The brain is an incredibly complex organ, and figuring out its secrets will demand sustained effort and hard work from many researchers, not just a single big breakthrough. While popular culture likes to lionize lone “geniuses“ who make groundbreaking discoveries, scientific advancement is far more often the result of the cumulative work of countless, mostly anonymous scientists who have dedicated their lives to the cause. Metascience might criticize the prevalence of incremental research, but very hard problems sometimes require many incremental advances towards a unifying vision. This is why I advocate for more roadmapping, especially in biology: we need to identify the grand challenge, break it down into smaller problems, and recruit and support the best people to solve those problems.

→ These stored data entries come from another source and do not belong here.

// src/error.rs
use axum::{
    extract::rejection::{JsonRejection, PathRejection},
    http::StatusCode,
    response::IntoResponse,
    Json,
};
use serde_json::json;
use thiserror::Error;

#[derive(Error, Debug)]
pub enum AppError {
    #[error("Erro na base de dados: {0}")]
    SqlxError(#[from] sqlx::Error),

    #[error("Erro de migração da base de dados: {0}")]
    SqlxMigrateError(#[from] sqlx::migrate::MigrateError),

    #[error("Erro de configuração: {0}")]
    ConfigError(String),

    #[error("Erro de I/O: {0}")]
    IoError(#[from] std::io::Error),

    #[error("Erro ao processar password")]
    PasswordHashingError,

    #[error("Erro ao assinar token: {0}")]
    TokenSigningError(#[from] jsonwebtoken::errors::Error),

    #[error("Erro ao gerar PDF: {0}")]
    PdfError(#[from] lopdf::Error),

    // --- Pedidos mal formados ---
    #[error("Corpo do pedido inválido: {0}")]
    JsonRejection(#[from] JsonRejection),

    #[error("Parâmetro de rota inválido: {0}")]
    PathRejection(#[from] PathRejection),

    // --- Erros de autenticação / autorização ---
    #[error("Token não fornecido no cabeçalho Authorization")]
    MissingToken,

    #[error("Token inválido ou expirado")]
    InvalidToken,

    #[error("Credenciais inválidas")]
    InvalidCredentials,

    #[error("{0}")]
    Forbidden(String),

    // --- Erros de domínio ---
    #[error("{0}")]
    NotFound(String),

    #[error("{0}")]
    Conflict(String),

    #[error("{0}")]
    Validation(String),

    #[error("O workshop já está finalizado.")]
    AlreadyFinalized,

    #[error("Erro interno inesperado")]
    InternalServerError,
}

impl AppError {
    pub fn status_code(&self) -> StatusCode {
        match self {
            AppError::MissingToken | AppError::Forbidden(_) => StatusCode::FORBIDDEN,
            AppError::InvalidToken | AppError::InvalidCredentials => StatusCode::UNAUTHORIZED,
            AppError::NotFound(_) => StatusCode::NOT_FOUND,
            AppError::Conflict(_)
            | AppError::Validation(_)
            | AppError::AlreadyFinalized
            | AppError::JsonRejection(_)
            | AppError::PathRejection(_) => StatusCode::BAD_REQUEST,
            AppError::SqlxError(_)
            | AppError::SqlxMigrateError(_)
            | AppError::ConfigError(_)
            | AppError::IoError(_)
            | AppError::PasswordHashingError
            | AppError::TokenSigningError(_)
            | AppError::PdfError(_)
            | AppError::InternalServerError => StatusCode::INTERNAL_SERVER_ERROR,
        }
    }

    /// Mensagem devolvida ao cliente. Os detalhes internos ficam só no log.
    fn user_message(&self) -> String {
        match self {
            AppError::SqlxError(_) | AppError::SqlxMigrateError(_) => {
                "Erro ao aceder aos dados.".to_string()
            }
            AppError::ConfigError(_) => "Erro de configuração.".to_string(),
            AppError::IoError(_) | AppError::PdfError(_) => {
                "Erro ao processar os certificados.".to_string()
            }
            AppError::PasswordHashingError => "Erro ao processar credenciais.".to_string(),
            AppError::TokenSigningError(_) => "Erro ao gerar token.".to_string(),
            AppError::InternalServerError => "Erro interno no servidor.".to_string(),
            AppError::JsonRejection(_) => {
                "Dados do pedido inválidos ou incompletos.".to_string()
            }
            AppError::PathRejection(_) => "Parâmetro de rota inválido.".to_string(),
            other => other.to_string(),
        }
    }
}

// Como converter AppError numa resposta HTTP (JSON: { "message": ... })
impl IntoResponse for AppError {
    fn into_response(self) -> axum::response::Response {
        let status = self.status_code();
        if status.is_server_error() {
            tracing::error!("Erro processado: {:?}", self);
        } else {
            tracing::warn!("Pedido recusado ({}): {}", status.as_u16(), self);
        }

        (status, Json(json!({ "message": self.user_message() }))).into_response()
    }
}

// Tipo Result padrão para a aplicação
pub type AppResult<T = ()> = Result<T, AppError>;
// src/web/mw_auth.rs
use crate::{
    error::AppError,
    services::token_service::{Claims, TokenService},
};
use axum::{
    extract::{Request, State},
    http::header::AUTHORIZATION,
    middleware::Next,
    response::Response,
};

// Middleware que exige um token válido no cabeçalho Authorization.
// Sem cabeçalho -> 403; token inválido ou expirado -> 401.
pub async fn require_auth(
    State(tokens): State<TokenService>,
    mut request: Request,
    next: Next,
) -> Result<Response, AppError> {
    let header = request
        .headers()
        .get(AUTHORIZATION)
        .map(|value| value.to_str().map(str::trim));

    let raw = match header {
        None | Some(Ok("")) => {
            tracing::debug!("Autenticação MW: pedido sem token.");
            return Err(AppError::MissingToken);
        }
        Some(Ok(raw)) => raw,
        Some(Err(_)) => return Err(AppError::InvalidToken),
    };

    let claims = tokens.verify(raw)?;
    tracing::debug!(
        "Autenticação MW: utilizador {} ({}) autenticado.",
        claims.id,
        claims.role
    );

    // Os handlers protegidos leem a identidade das extensões
    request.extensions_mut().insert(AuthUser(claims));
    Ok(next.run(request).await)
}

/// Identidade verificada do autor do pedido.
#[derive(Clone, Debug)]
pub struct AuthUser(pub Claims);
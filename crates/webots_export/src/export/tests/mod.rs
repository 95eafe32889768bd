//! Scenario tests for the world exporter
//!
//! Scenes are built in memory, exported to a string and checked both for
//! exact fragments and for structural well-formedness.

mod scenarios;

use std::collections::HashSet;

use crate::export::identifier::is_legal;
use crate::export::{ExportOptions, ExportStats, OverrideTable, PathReference, WebotsExporter};
use crate::foundation::math::Vec3;
use crate::scene::{Face, Mesh, Polygon, Scene};

/// Scene directory the test resolver assumes
pub(super) const SCENE_DIR: &str = "/scenes";

/// Output directory the test resolver assumes
pub(super) const OUTPUT_DIR: &str = "/out";

/// Axis-aligned cube of half-size 1 made of six quads
pub(super) fn cube_mesh(name: &str) -> Mesh {
    let mut mesh = Mesh::new(name);
    mesh.vertices = vec![
        Vec3::new(-1.0, -1.0, -1.0),
        Vec3::new(1.0, -1.0, -1.0),
        Vec3::new(1.0, 1.0, -1.0),
        Vec3::new(-1.0, 1.0, -1.0),
        Vec3::new(-1.0, -1.0, 1.0),
        Vec3::new(1.0, -1.0, 1.0),
        Vec3::new(1.0, 1.0, 1.0),
        Vec3::new(-1.0, 1.0, 1.0),
    ];
    mesh.faces = [
        [0, 3, 2, 1],
        [4, 5, 6, 7],
        [0, 1, 5, 4],
        [1, 2, 6, 5],
        [2, 3, 7, 6],
        [3, 0, 4, 7],
    ]
    .into_iter()
    .map(|quad| Face::new(Polygon::Quad(quad)))
    .collect();
    mesh
}

/// Export `scene` into a string using a resolver rooted at [`SCENE_DIR`]
/// and [`OUTPUT_DIR`]
pub(super) fn export_with(
    scene: &mut Scene,
    options: ExportOptions,
    overrides: &OverrideTable,
) -> (String, ExportStats) {
    let exporter = WebotsExporter::new(options);
    let mut resolver = PathReference::new(exporter.options().path_mode, SCENE_DIR, OUTPUT_DIR);
    let mut out = Vec::new();
    let stats = exporter.export(scene, overrides, &mut resolver, &mut out).unwrap();
    (String::from_utf8(out).unwrap(), stats)
}

/// Export with default options and no overrides
pub(super) fn export(scene: &mut Scene) -> String {
    export_with(scene, ExportOptions::default(), &OverrideTable::new()).0
}

/// Every `USE` follows a `DEF` of the same identifier, every identifier is
/// legal and defined once, and brackets outside string literals balance.
pub(super) fn assert_well_formed(text: &str) {
    let mut defined = HashSet::new();
    let mut tokens = text.split_whitespace();
    while let Some(token) = tokens.next() {
        match token {
            "DEF" => {
                let id = tokens.next().expect("DEF without identifier");
                assert!(is_legal(id), "illegal identifier {id}");
                assert!(defined.insert(id), "{id} defined twice");
            }
            "USE" => {
                let id = tokens.next().expect("USE without identifier");
                assert!(defined.contains(id), "USE {id} before its DEF");
            }
            _ => {}
        }
    }

    let mut depth = 0i64;
    let mut in_string = false;
    let mut escaped = false;
    for c in text.chars() {
        if in_string {
            match c {
                _ if escaped => escaped = false,
                '\\' => escaped = true,
                '"' => in_string = false,
                _ => {}
            }
            continue;
        }
        match c {
            '"' => in_string = true,
            '{' | '[' => depth += 1,
            '}' | ']' => {
                depth -= 1;
                assert!(depth >= 0, "closing bracket without opening one");
            }
            _ => {}
        }
    }
    assert_eq!(depth, 0, "unbalanced brackets");
}

/// Number of non-overlapping occurrences of `needle`
pub(super) fn count(text: &str, needle: &str) -> usize {
    text.matches(needle).count()
}
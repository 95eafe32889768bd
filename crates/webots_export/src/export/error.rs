//! Export error types

use std::path::PathBuf;

use thiserror::Error;

use crate::config::ConfigError;

/// Errors aborting an export
#[derive(Error, Debug)]
pub enum ExportError {
    /// Writing the world file failed
    #[error("I/O error: {0}")]
    Io(#[from] std::io::Error),

    /// Copying a referenced texture failed
    #[error("Failed to copy {} to {}: {error}", .path.display(), .destination.display())]
    AssetCopy {
        /// Source file
        path: PathBuf,
        /// Target file
        destination: PathBuf,
        /// Underlying failure
        #[source]
        error: std::io::Error,
    },

    /// Options file could not be loaded
    #[error("Configuration error: {0}")]
    Config(#[from] ConfigError),

    /// The scene could not be read
    #[error("Invalid scene: {0}")]
    InvalidScene(String),

    /// Options are inconsistent
    #[error("Invalid export options: {0}")]
    InvalidOptions(String),
}

/// Result type for export operations
pub type ExportResult<T> = Result<T, ExportError>;
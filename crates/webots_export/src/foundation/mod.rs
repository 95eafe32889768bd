//! Foundation module - Core utilities and types
//!
//! This module provides fundamental utilities used throughout the exporter:
//! - Math types and transform decomposition
//! - Handle-based collections
//! - Logging utilities

pub mod collections;
pub mod logging;
pub mod math;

Overall, I’m glad that there’s so much excitement and effort being directed toward systems neuroscience. It’s a fascinating area of research that brings out the best ideas of scientists, engineers, and philosophers alike, and has the real possibility to generate better treatments for mental health diseases. But the real breakthroughs will require intentional development and patience.
More straightforwardly, they used a map of all of the neurons and the connections between them from one sacrificial fly to create a virtual brain, and the virtual brain was able to control a virtual animal.
Asimov Press and Maximilian Schons also released a nice summary of where we stand earlier this year.
For flies, we remove part of the cuticle above their brain immediately before the experiment. For mice and other mammals, researchers cut a hole in their skull, epoxy a piece of glass over the hole, and then let the animal heal. The animal then lives the rest of its life with a permanent window into its thoughts.
Neurons in the brain communicate through a mix of electrical and chemical signals. When a neuron becomes electrically active, it communicates its activity to a partner neuron through a chemical signal known as a neurotransmitter. Neuropeptides and neuromodulators are special types of chemical signals that can also change the electrical properties of neurons or the connection strength between neurons. You’ve likely heard of neuromodulators like dopamine or serotonin. The experiential effects of those neuromodulators are the result of changing electrical properties in your brain.
Species of animals that we regularly use for experiments are called model organisms. Model organisms are amazing scientific tools for some things — and terrible for others. They’re great for developing new technologies and discovering basic mechanisms, but often limited for developing drugs and treatments ultimately meant for humans.